The question of the Employment Status in one of the most difficult to answer in Employment Law. In the modern era this question is becoming more and more complicate due to the complex and variety, in constant growth of the atypical workforce situations. The variety of situations do not allow to clearly identify who is an employee, who is a worker and who is an employer; different degrees of in/dependency make things much more complicated to define. (Guy D.) What is the meaning of ‘employment’ required in law to be considered an employee and what types of workers are not. Many tests have been developed in order to clarify and determine the differences. Other categories of work relationships are then considered and examined particularly in order to see whether they are mutually exclusive with employment or whether they overlap.

The question is whether employment status is considered by the courts to be a question of law or one of fact.

The importance of employment status

Although some rights now extend to the wider category of worker, it is still fundamental to employment law to identify who is an employee and who is an independent contractor in that, most still require employment status and there are a number of employment rights accessible to the employees and not to the employers.

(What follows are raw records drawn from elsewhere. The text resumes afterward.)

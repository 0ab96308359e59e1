pub(crate) use crate::auth::dto::{Claims, JwtKeys, TokenKind};
use crate::auth::repo::User;
use crate::config::JwtConfig;
use crate::error::AppError;
use crate::state::AppState;
use argon2::{password_hash::SaltString, Argon2, PasswordHash, PasswordHasher, PasswordVerifier};
use axum::{
    async_trait,
    extract::{FromRef, FromRequestParts},
    http::request::Parts,
};
use jsonwebtoken::{decode, encode, DecodingKey, EncodingKey, Header, Validation};
use lazy_static::lazy_static;
use rand::rngs::OsRng;
use regex::Regex;
use sqlx::PgPool;
use std::time::Duration;
use time::{Duration as TimeDuration, OffsetDateTime};
use tracing::{debug, error, warn};
use uuid::Uuid;

pub(crate) fn is_valid_email(email: &str) -> bool {
    lazy_static! {
        static ref EMAIL_RE: Regex = Regex::new(r"^[^@\s]+@[^@\s]+\.[^@\s]+$").unwrap();
    }
    EMAIL_RE.is_match(email)
}

pub fn hash_password(plain: &str) -> anyhow::Result<String> {
    let salt = SaltString::generate(&mut OsRng);
    let argon2 = Argon2::default();
    let hash = argon2
        .hash_password(plain.as_bytes(), &salt)
        .map_err(|e| {
            error!(error = %e, "argon2 hash_password error");
            anyhow::anyhow!(e.to_string())
        })?
        .to_string();
    Ok(hash)
}

pub fn verify_password(plain: &str, hash: &str) -> anyhow::Result<bool> {
    let parsed = PasswordHash::new(hash).map_err(|e| {
        error!(error = %e, "argon2 parse hash error");
        anyhow::anyhow!(e.to_string())
    })?;
    Ok(Argon2::default()
        .verify_password(plain.as_bytes(), &parsed)
        .is_ok())
}

/// Look up a user by email and check the password.
pub async fn authenticate(db: &PgPool, email: &str, password: &str) -> Result<User, AppError> {
    let user = User::find_by_email(db, email)
        .await?
        .ok_or_else(|| AppError::Auth("invalid credentials".into()))?;
    if !verify_password(password, &user.password_hash)? {
        warn!(email = %email, "password mismatch");
        return Err(AppError::Auth("invalid credentials".into()));
    }
    Ok(user)
}

/// Admin-only operations call this with the freshly loaded user row.
pub fn require_admin(user: &User) -> Result<(), AppError> {
    if !user.is_admin {
        return Err(AppError::Forbidden("admin access required".into()));
    }
    Ok(())
}

/// Member-only operations (reserve, release, history, summary). Admins are
/// rejected: they manage lots, they do not park.
pub fn require_member(user: &User) -> Result<(), AppError> {
    if user.is_admin {
        return Err(AppError::Forbidden(
            "admin accounts cannot use member operations".into(),
        ));
    }
    Ok(())
}

impl FromRef<AppState> for JwtKeys {
    fn from_ref(state: &AppState) -> Self {
        let JwtConfig {
            secret,
            issuer,
            audience,
            ttl_minutes,
            refresh_ttl_minutes,
        } = state.config.jwt.clone();
        Self {
            encoding: EncodingKey::from_secret(secret.as_bytes()),
            decoding: DecodingKey::from_secret(secret.as_bytes()),
            issuer,
            audience,
            access_ttl: Duration::from_secs((ttl_minutes as u64) * 60),
            refresh_ttl: Duration::from_secs((refresh_ttl_minutes as u64) * 60),
        }
    }
}

impl JwtKeys {
    fn sign_with_kind(&self, user_id: Uuid, kind: TokenKind) -> anyhow::Result<String> {
        let now = OffsetDateTime::now_utc();
        let ttl = match kind {
            TokenKind::Access => self.access_ttl,
            TokenKind::Refresh => self.refresh_ttl,
        };
        let exp = now + TimeDuration::seconds(ttl.as_secs() as i64);
        let claims = Claims {
            sub: user_id,
            iat: now.unix_timestamp() as usize,
            exp: exp.unix_timestamp() as usize,
            iss: self.issuer.clone(),
            aud: self.audience.clone(),
            kind,
        };
        let token = encode(&Header::default(), &claims, &self.encoding)?;
        debug!(user_id = %user_id, kind = ?kind, "jwt signed");
        Ok(token)
    }

    pub fn sign_access(&self, user_id: Uuid) -> anyhow::Result<String> {
        self.sign_with_kind(user_id, TokenKind::Access)
    }
    pub fn sign_refresh(&self, user_id: Uuid) -> anyhow::Result<String> {
        self.sign_with_kind(user_id, TokenKind::Refresh)
    }

    pub fn verify(&self, token: &str) -> anyhow::Result<Claims> {
        let mut validation = Validation::default();
        validation.set_audience(std::slice::from_ref(&self.audience));
        validation.set_issuer(std::slice::from_ref(&self.issuer));
        let data = decode::<Claims>(token, &self.decoding, &validation)?;
        debug!(user_id = %data.claims.sub, kind = ?data.claims.kind, "jwt verified");
        Ok(data.claims)
    }

    pub fn verify_refresh(&self, token: &str) -> anyhow::Result<Claims> {
        let claims = self.verify(token)?;
        if claims.kind != TokenKind::Refresh {
            anyhow::bail!("not a refresh token");
        }
        Ok(claims)
    }
}

/// Extracts the authenticated user id from the Bearer token. Handlers and
/// services still re-load the user row and re-check authorization before
/// mutating anything.
pub struct AuthUser(pub Uuid);

#[async_trait]
impl<S> FromRequestParts<S> for AuthUser
where
    S: Send + Sync,
    JwtKeys: FromRef<S>,
{
    type Rejection = AppError;

    async fn from_request_parts(parts: &mut Parts, state: &S) -> Result<Self, Self::Rejection> {
        let keys = JwtKeys::from_ref(state);
        let auth_header = parts
            .headers
            .get(axum::http::header::AUTHORIZATION)
            .and_then(|v| v.to_str().ok())
            .ok_or_else(|| AppError::Auth("missing Authorization header".into()))?;

        let token = auth_header
            .strip_prefix("Bearer ")
            .ok_or_else(|| AppError::Auth("invalid Authorization header".into()))?;

        let claims = match keys.verify(token) {
            Ok(c) => c,
            Err(_) => {
                warn!("invalid or expired token");
                return Err(AppError::Auth("invalid or expired token".into()));
            }
        };

        if claims.kind != TokenKind::Access {
            return Err(AppError::Auth("access token required".into()));
        }

        Ok(AuthUser(claims.sub))
    }
}

/// Load the user for an authenticated request, or fail with AuthError.
pub async fn current_user(db: &PgPool, user_id: Uuid) -> Result<User, AppError> {
    User::find_by_id(db, user_id)
        .await?
        .ok_or_else(|| AppError::Auth("user not found".into()))
}

#[cfg(test)]
mod password_tests {
    use super::*;

    #[test]
    fn hash_and_verify_roundtrip() {
        let password = "Secur3P@ssw0rd!";
        let hash = hash_password(password).expect("hashing should succeed");
        assert!(verify_password(password, &hash).expect("verify should succeed"));
    }

    #[test]
    fn verify_rejects_wrong_password() {
        let password = "correct-horse-battery-staple";
        let hash = hash_password(password).expect("hashing should succeed");
        assert!(!verify_password("wrong-password", &hash).expect("verify should not error"));
    }

    #[test]
    fn verify_errors_on_malformed_hash() {
        let err = verify_password("anything", "not-a-valid-hash").unwrap_err();
        assert!(!err.to_string().is_empty());
    }
}

#[cfg(test)]
mod jwt_tests {
    use super::*;

    fn make_keys() -> JwtKeys {
        let state = AppState::fake();
        JwtKeys::from_ref(&state)
    }

    #[tokio::test]
    async fn sign_and_verify_access_token() {
        let keys = make_keys();
        let user_id = Uuid::new_v4();
        let token = keys.sign_access(user_id).expect("sign access");
        let claims = keys.verify(&token).expect("verify token");
        assert_eq!(claims.sub, user_id);
        assert_eq!(claims.iss, "test-issuer");
        assert_eq!(claims.aud, "test-aud");
        assert_eq!(claims.kind, TokenKind::Access);
    }

    #[tokio::test]
    async fn verify_refresh_rejects_access_token() {
        let keys = make_keys();
        let token = keys.sign_access(Uuid::new_v4()).expect("sign access");
        let err = keys.verify_refresh(&token).unwrap_err();
        assert!(err.to_string().contains("not a refresh token"));
    }
}

#[cfg(test)]
mod guard_tests {
    use super::*;

    fn user(is_admin: bool) -> User {
        User {
            id: Uuid::new_v4(),
            name: "Pat".into(),
            email: "pat@example.com".into(),
            password_hash: "x".into(),
            address: None,
            pin_code: None,
            is_admin,
            created_at: OffsetDateTime::now_utc(),
        }
    }

    #[test]
    fn admin_guard_accepts_admin_only() {
        assert!(require_admin(&user(true)).is_ok());
        assert!(matches!(
            require_admin(&user(false)),
            Err(AppError::Forbidden(_))
        ));
    }

    #[test]
    fn member_guard_rejects_admin() {
        assert!(require_member(&user(false)).is_ok());
        assert!(matches!(
            require_member(&user(true)),
            Err(AppError::Forbidden(_))
        ));
    }

    #[test]
    fn email_shapes() {
        assert!(is_valid_email("driver@example.com"));
        assert!(!is_valid_email("driver@example"));
        assert!(!is_valid_email("not an email"));
    }
}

The statute provides only an outline distinction between the modes in which a person may sell labour. The ERA 1996, s. 230(1) defines an ‘employee’ as ‘an individual who has entered into or works under (or, where the employment has ceased, worked under) a contract of employment’ but other Acts contain different definitions. For example, the Sex Discrimination Act 1975, s. 82(1) refers to ‘employment under a contract of service or of apprenticeship or a contract personally to execute any work or labour’. The Act therefore covers many workers who would be considered independent contractors under the 1996 Act. The correct category largely depends on conflicting tests established at common law over several decades. They were first formulated to decide on vicarious liability, that is, when an employer is liable to a third party for the torts of employees, a subject which is still troubling the courts today—see Lister v Hesley

Hall Ltd (2001); Balfron Computer Industries Ltd v Peterson (2001); Dubai Aluminium Co. Ltd v Salaam (2003). The distinction is now vital more generally since, for example, only employees qualify for social security payments, employment protection rights, protection of wages on their employer’s insolvency, the benefit of their employer’s common law duty of care, and protection under the health and safety legislation. The distinction is most important on a day-to-day basis for taxation, since employees are taxed differently from the self-employed.

The role of policy

The common law tests are the same for this multiplicity of purposes. Yet the policy considerations behind a decision under each heading differ. Thus, in determining vicarious liability, control by the employer of the employee causing the injury might be considered most relevant, in that policy would seem to dictate that the employer is in fact the real tortfeasor. By contrast, in respect of National Insurance contributions and tax, avoidance by the employee might be uppermost in the court’s mind. But it would clearly be unrealistic to expect the courts to take a totally policy-oriented approach, differing in each case. As Hugh Collins has pointed out, it is tempting to urge such a course on the courts, but an attempt to introduce this in the United States proved to be brief. The courts do require (and perhaps ought to have) a firm set of criteria to guide them. Collins himself suggests a rule that a contract of employment may be said to exist for the purposes of employment protection law if the worker performs services for another, referable to an agreement, unless that contract satisfies two conditions, namely that it is for the performance of tasks (not determined by duration) and that no ‘badges of membership’ of the firm’s organisation apply, such as adherence to a dress code (Collins, (1990) 10 OJLS 353 at p. 378).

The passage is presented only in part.